5. INJURIES OF THE HEAD..

æt. 30, received a kick from a horse on the head, Nov. 1st, 1825. On admission into the St. Louis, immediately after the accident, the following symptoms presented themselves. Insensibility; a transverse wound, three inches long, over the right eye-brow, with depression of the bone to the depth of an inch; the depressed portions were joined so exactly at an angle, that it was impossible to introduce an instrument between them capable of elevating them. Venesection-sinapisms to the feet. In an hour the patient recovered his sensibility and speech. Nov. 2. Some excitement, lids contracted, pupils sensible to the light. As there were no symptoms of compression, M. Richerand decided on not applying the trephine. All went on well till the 13th; the wound had nearly cicatrized, but the contraction of the eye-lids remained. Some degree of pain and stiffness of the lower jaw now took place, but, on the 15th, the man left the hospital, which, on the 1st December, he re-entered. The wound was then about an inch in length, the jaw could scarcely be opened, and the limbs were becoming rigid; this tetanic state made progress, and on the 15th he died.
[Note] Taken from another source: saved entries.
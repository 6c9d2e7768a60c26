//! Secure credential storage using the system keychain.
//!
//! This module provides access to the system's secure credential storage:
//! - macOS: Keychain Services
//! - Windows: Credential Manager
//! - Linux: Secret Service (GNOME Keyring, KDE Wallet)
//!
//! Keychain calls can block on a user prompt, so [`SystemKeychain`] runs them
//! on the blocking pool. [`MemoryKeychain`] is an in-process stand-in for
//! tests and headless environments.

use std::collections::HashMap;
use std::sync::{Mutex, PoisonError};

use async_trait::async_trait;
use keyring::Entry;
use tracing::{debug, warn};

use crate::error::KeychainError;

/// Service name prefix for UsageHub credentials.
const SERVICE_PREFIX: &str = "usagehub";

// ============================================================================
// Keychain API Trait
// ============================================================================

/// API for secure credential storage.
#[async_trait]
pub trait KeychainApi: Send + Sync {
    /// Get a credential from the keychain.
    ///
    /// # Arguments
    /// * `service` - Service identifier (e.g., "zai")
    /// * `account` - Account identifier (e.g., `api_key`)
    ///
    /// # Returns
    /// * `Ok(Some(secret))` - Credential found
    /// * `Ok(None)` - Credential not found
    /// * `Err(e)` - Error accessing keychain
    async fn get(&self, service: &str, account: &str) -> Result<Option<String>, KeychainError>;

    /// Set a credential in the keychain.
    async fn set(&self, service: &str, account: &str, secret: &str) -> Result<(), KeychainError>;

    /// Delete a credential from the keychain.
    async fn delete(&self, service: &str, account: &str) -> Result<(), KeychainError>;

    /// Check if a credential exists.
    async fn exists(&self, service: &str, account: &str) -> bool {
        matches!(self.get(service, account).await, Ok(Some(_)))
    }
}

// ============================================================================
// System Keychain Implementation
// ============================================================================

/// Default implementation using the system keychain via the `keyring` crate.
#[derive(Debug, Clone, Default)]
pub struct SystemKeychain;

impl SystemKeychain {
    /// Creates a new system keychain instance.
    pub fn new() -> Self {
        Self
    }

    /// Builds the full service name with prefix.
    fn full_service(service: &str) -> String {
        format!("{SERVICE_PREFIX}:{service}")
    }

    fn entry(service: &str, account: &str) -> Result<Entry, KeychainError> {
        let full_service = Self::full_service(service);
        Entry::new(&full_service, account).map_err(|e| KeychainError::Platform(e.to_string()))
    }

    async fn blocking<T, F>(f: F) -> Result<T, KeychainError>
    where
        F: FnOnce() -> Result<T, KeychainError> + Send + 'static,
        T: Send + 'static,
    {
        tokio::task::spawn_blocking(f)
            .await
            .map_err(|e| KeychainError::Other(e.to_string()))?
    }
}

#[async_trait]
impl KeychainApi for SystemKeychain {
    async fn get(&self, service: &str, account: &str) -> Result<Option<String>, KeychainError> {
        debug!(service = %service, account = %account, "Getting credential from keychain");

        let entry = Self::entry(service, account)?;
        let result = Self::blocking(move || match entry.get_password() {
            Ok(secret) if !secret.is_empty() => Ok(Some(secret)),
            Ok(_) | Err(keyring::Error::NoEntry) => Ok(None),
            Err(e) => Err(KeychainError::from(e)),
        })
        .await;

        match &result {
            Ok(Some(_)) => debug!(service = %service, account = %account, "Credential found"),
            Ok(None) => debug!(service = %service, account = %account, "Credential not found"),
            Err(e) => warn!(service = %service, account = %account, error = %e, "Failed to get credential"),
        }
        result
    }

    async fn set(&self, service: &str, account: &str, secret: &str) -> Result<(), KeychainError> {
        debug!(service = %service, account = %account, "Setting credential in keychain");

        let entry = Self::entry(service, account)?;
        let secret = secret.to_string();
        Self::blocking(move || entry.set_password(&secret).map_err(KeychainError::from))
            .await
            .inspect_err(|e| {
                warn!(service = %service, account = %account, error = %e, "Failed to set credential");
            })
    }

    async fn delete(&self, service: &str, account: &str) -> Result<(), KeychainError> {
        debug!(service = %service, account = %account, "Deleting credential from keychain");

        let entry = Self::entry(service, account)?;
        Self::blocking(move || match entry.delete_credential() {
            Ok(()) | Err(keyring::Error::NoEntry) => Ok(()),
            Err(e) => Err(KeychainError::from(e)),
        })
        .await
        .inspect_err(|e| {
            warn!(service = %service, account = %account, error = %e, "Failed to delete credential");
        })
    }
}

// ============================================================================
// Memory Keychain
// ============================================================================

/// In-memory keychain.
#[derive(Debug, Default)]
pub struct MemoryKeychain {
    entries: Mutex<HashMap<(String, String), String>>,
}

impl MemoryKeychain {
    /// Creates an empty keychain.
    pub fn new() -> Self {
        Self::default()
    }

    /// Creates a keychain holding one credential.
    #[must_use]
    pub fn with_entry(self, service: &str, account: &str, secret: &str) -> Self {
        self.entries
            .lock()
            .unwrap_or_else(PoisonError::into_inner)
            .insert((service.to_string(), account.to_string()), secret.to_string());
        self
    }
}

#[async_trait]
impl KeychainApi for MemoryKeychain {
    async fn get(&self, service: &str, account: &str) -> Result<Option<String>, KeychainError> {
        let entries = self.entries.lock().unwrap_or_else(PoisonError::into_inner);
        Ok(entries
            .get(&(service.to_string(), account.to_string()))
            .cloned())
    }

    async fn set(&self, service: &str, account: &str, secret: &str) -> Result<(), KeychainError> {
        self.entries
            .lock()
            .unwrap_or_else(PoisonError::into_inner)
            .insert((service.to_string(), account.to_string()), secret.to_string());
        Ok(())
    }

    async fn delete(&self, service: &str, account: &str) -> Result<(), KeychainError> {
        self.entries
            .lock()
            .unwrap_or_else(PoisonError::into_inner)
            .remove(&(service.to_string(), account.to_string()));
        Ok(())
    }
}

// ============================================================================
// Common Credential Keys
// ============================================================================

/// Common service names for providers.
pub mod services {
    /// Anthropic Claude service.
    pub const CLAUDE: &str = "claude";
    /// `OpenAI` Codex service.
    pub const CODEX: &str = "codex";
    /// z.ai service.
    pub const ZAI: &str = "zai";
}

/// Common account names for credentials.
pub mod accounts {
    /// API key credential.
    pub const API_KEY: &str = "api_key";
    /// OAuth access token.
    pub const OAUTH_TOKEN: &str = "oauth_token";
}

// ============================================================================
// Tests
// ============================================================================

#[cfg(test)]
mod tests {
    use super::*;

    #[test]
    fn test_full_service_name() {
        assert_eq!(SystemKeychain::full_service("zai"), "usagehub:zai");
    }

    #[tokio::test]
    async fn test_memory_keychain_roundtrip() {
        let keychain = MemoryKeychain::new();
        assert!(!keychain.exists(services::ZAI, accounts::API_KEY).await);

        keychain.set(services::ZAI, accounts::API_KEY, "secret").await.unwrap();
        assert_eq!(
            keychain.get(services::ZAI, accounts::API_KEY).await.unwrap().as_deref(),
            Some("secret")
        );

        keychain.delete(services::ZAI, accounts::API_KEY).await.unwrap();
        assert!(keychain.get(services::ZAI, accounts::API_KEY).await.unwrap().is_none());
    }

    #[tokio::test]
    async fn test_with_entry() {
        let keychain = MemoryKeychain::new().with_entry("claude", "oauth_token", "tok");
        assert!(keychain.exists("claude", "oauth_token").await);
        assert!(!keychain.exists("claude", "api_key").await);
    }
}
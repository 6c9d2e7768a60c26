//! z.ai fetch strategies.
//!
//! Both strategies call the same quota endpoint; they differ only in where
//! the API token comes from.

use async_trait::async_trait;
use tracing::{info, instrument};
use usagehub_fetch::{FetchContext, FetchError, FetchKind, FetchResult, FetchStrategy};

use super::api::{QUOTA_URL, fetch_quota};
use super::error::ZaiError;
use super::token::{ENV_VARS, env_token, keychain_token};

async fn fetch_with_token(ctx: &FetchContext, url: &str, token: &str) -> Result<FetchResult, FetchError> {
    match ctx.run_cancellable(fetch_quota(&ctx.http, url, token)).await? {
        Ok(snapshot) => {
            info!(periods = snapshot.periods.len(), "Fetched z.ai usage");
            Ok(FetchResult::Success(snapshot))
        }
        Err(ZaiError::RateLimited(retry_after)) => Err(FetchError::RateLimited { retry_after }),
        Err(e) => Ok(e.into()),
    }
}

// ============================================================================
// Environment Token
// ============================================================================

/// Token from `ZAI_API_KEY` / `ZAI_API_TOKEN`.
#[derive(Debug, Clone)]
pub struct ZaiApiStrategy {
    env_vars: Vec<String>,
    url: String,
}

impl Default for ZaiApiStrategy {
    fn default() -> Self {
        Self::new()
    }
}

impl ZaiApiStrategy {
    /// Creates a new z.ai API strategy.
    pub fn new() -> Self {
        Self {
            env_vars: ENV_VARS.iter().map(ToString::to_string).collect(),
            url: QUOTA_URL.to_string(),
        }
    }

    /// Reads the token from other variables.
    #[must_use]
    pub fn with_env_vars<I, S>(mut self, names: I) -> Self
    where
        I: IntoIterator<Item = S>,
        S: Into<String>,
    {
        self.env_vars = names.into_iter().map(Into::into).collect();
        self
    }

    /// Uses a different quota endpoint.
    #[must_use]
    pub fn with_url(mut self, url: impl Into<String>) -> Self {
        self.url = url.into();
        self
    }
}

#[async_trait]
impl FetchStrategy for ZaiApiStrategy {
    fn name(&self) -> &str {
        "api"
    }

    fn kind(&self) -> FetchKind {
        FetchKind::ApiKey
    }

    fn is_available(&self, _ctx: &FetchContext) -> bool {
        env_token(&self.env_vars).is_some()
    }

    #[instrument(skip(self, ctx), fields(provider = "zai"))]
    async fn fetch(&self, ctx: &FetchContext) -> Result<FetchResult, FetchError> {
        let Some(token) = env_token(&self.env_vars) else {
            return Ok(ZaiError::NoToken.into());
        };
        fetch_with_token(ctx, &self.url, &token).await
    }
}

// ============================================================================
// Keychain Token
// ============================================================================

/// Token stored in the system keychain.
///
/// Always reported available: probing the keychain can prompt the user, so
/// the lookup waits until the strategy actually runs.
#[derive(Debug, Clone)]
pub struct ZaiKeychainStrategy {
    url: String,
}

impl Default for ZaiKeychainStrategy {
    fn default() -> Self {
        Self::new()
    }
}

impl ZaiKeychainStrategy {
    /// Creates a new z.ai keychain strategy.
    pub fn new() -> Self {
        Self {
            url: QUOTA_URL.to_string(),
        }
    }

    /// Uses a different quota endpoint.
    #[must_use]
    pub fn with_url(mut self, url: impl Into<String>) -> Self {
        self.url = url.into();
        self
    }
}

#[async_trait]
impl FetchStrategy for ZaiKeychainStrategy {
    fn name(&self) -> &str {
        "keychain"
    }

    fn kind(&self) -> FetchKind {
        FetchKind::ApiKey
    }

    fn is_available(&self, _ctx: &FetchContext) -> bool {
        true
    }

    #[instrument(skip(self, ctx), fields(provider = "zai"))]
    async fn fetch(&self, ctx: &FetchContext) -> Result<FetchResult, FetchError> {
        let token = match ctx.run_cancellable(keychain_token(ctx.keychain.as_ref())).await? {
            Ok(Some(token)) => token,
            Ok(None) => return Ok(ZaiError::NoToken.into()),
            Err(e) => return Ok(e.into()),
        };
        fetch_with_token(ctx, &self.url, &token).await
    }
}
Dissection, 24 hours after Death. The fraginents of bone had pierced the dura mater, and were compressing the anterior lobe of the brain, which, at this part, was reddened and diffluent. This softening was greater in the cineritious than in the medullary substance, Arachnoid tunic, at the anterior and superior surface of the lobe, thickened, and covered with a sero-gelatinous layer of pus.

Remarks. Here the inflammation and disorganization of the brain seem obviously to depend upon the compression and irritation produced by the depressed fragmeuts of bone. In the next case, however, which we shall notice, the mischief was still more extensive, although the pieces of bone were removed.

M. Paillard. Clinical Report from the St. Louis. Révue Med. Sept.

Case 2. *** æt. 16, received a violent blow, Aug. 1st, 1825, on the left side of the frontal bone, near the eminentia, from a grinding stone, which broke in pieces. On his admission, directly after the accident, the bone was found fractured, and a splintered piece, the size of a five-shilling piece, driven into the brain. The fragments of bone were removed by means of the circular forceps, and some of the cineritious substance of the brain issued with them. Copious venæsection-and the wound was dressed simply. Insensibility. In the evening, another free bleeding. Next day, the patient was perfectly sensible, and could answer questions. Much soft bloody-looking cerebral matter issued from the wound-venasection. The discharge from the wound now assumed a gangrenous appearance. The patient, on the fifth day from the accident, fell into a comatose state, but survived till the 26th, when he sunk.

Dissection. The fracture had extended no further than the wound. The tunica arachnoides covering the convexity of the right hemisphere was much inflamed, and covered with a layer of pus; this was the case, also, at the base of the brain. The left anterior lobe of the brain was almost entirely destroyed; what was left was in the suppurative state.

We shall now record another case, where fracture, with depression, is stated to have taken place, without any symptoms of compression supervening.

Case 3. Boulogne, æt. 22, a carpenter, of athletic constitution, fell on his head from a high scaffold, Sept. 1st, 1825. On admission into hospital, he was insensible; there was felt, over the right superciliary ridge, a depression about six lines deep, arising from the complete separation of the depressed portion of bone from the cranium. The integuments were bruised, but not broken. On being bled, the sensibility returned. Sept. 2. The man had a little pain in the head, and fever. V.S ad 3xx. At the end of a month the patient was cured. The swelling of the integuments had subsided, but the depression still remained, about the depth of six lines.

To these cases we shall add one which occurred, some little time back, in a public hospital, and under our own observation.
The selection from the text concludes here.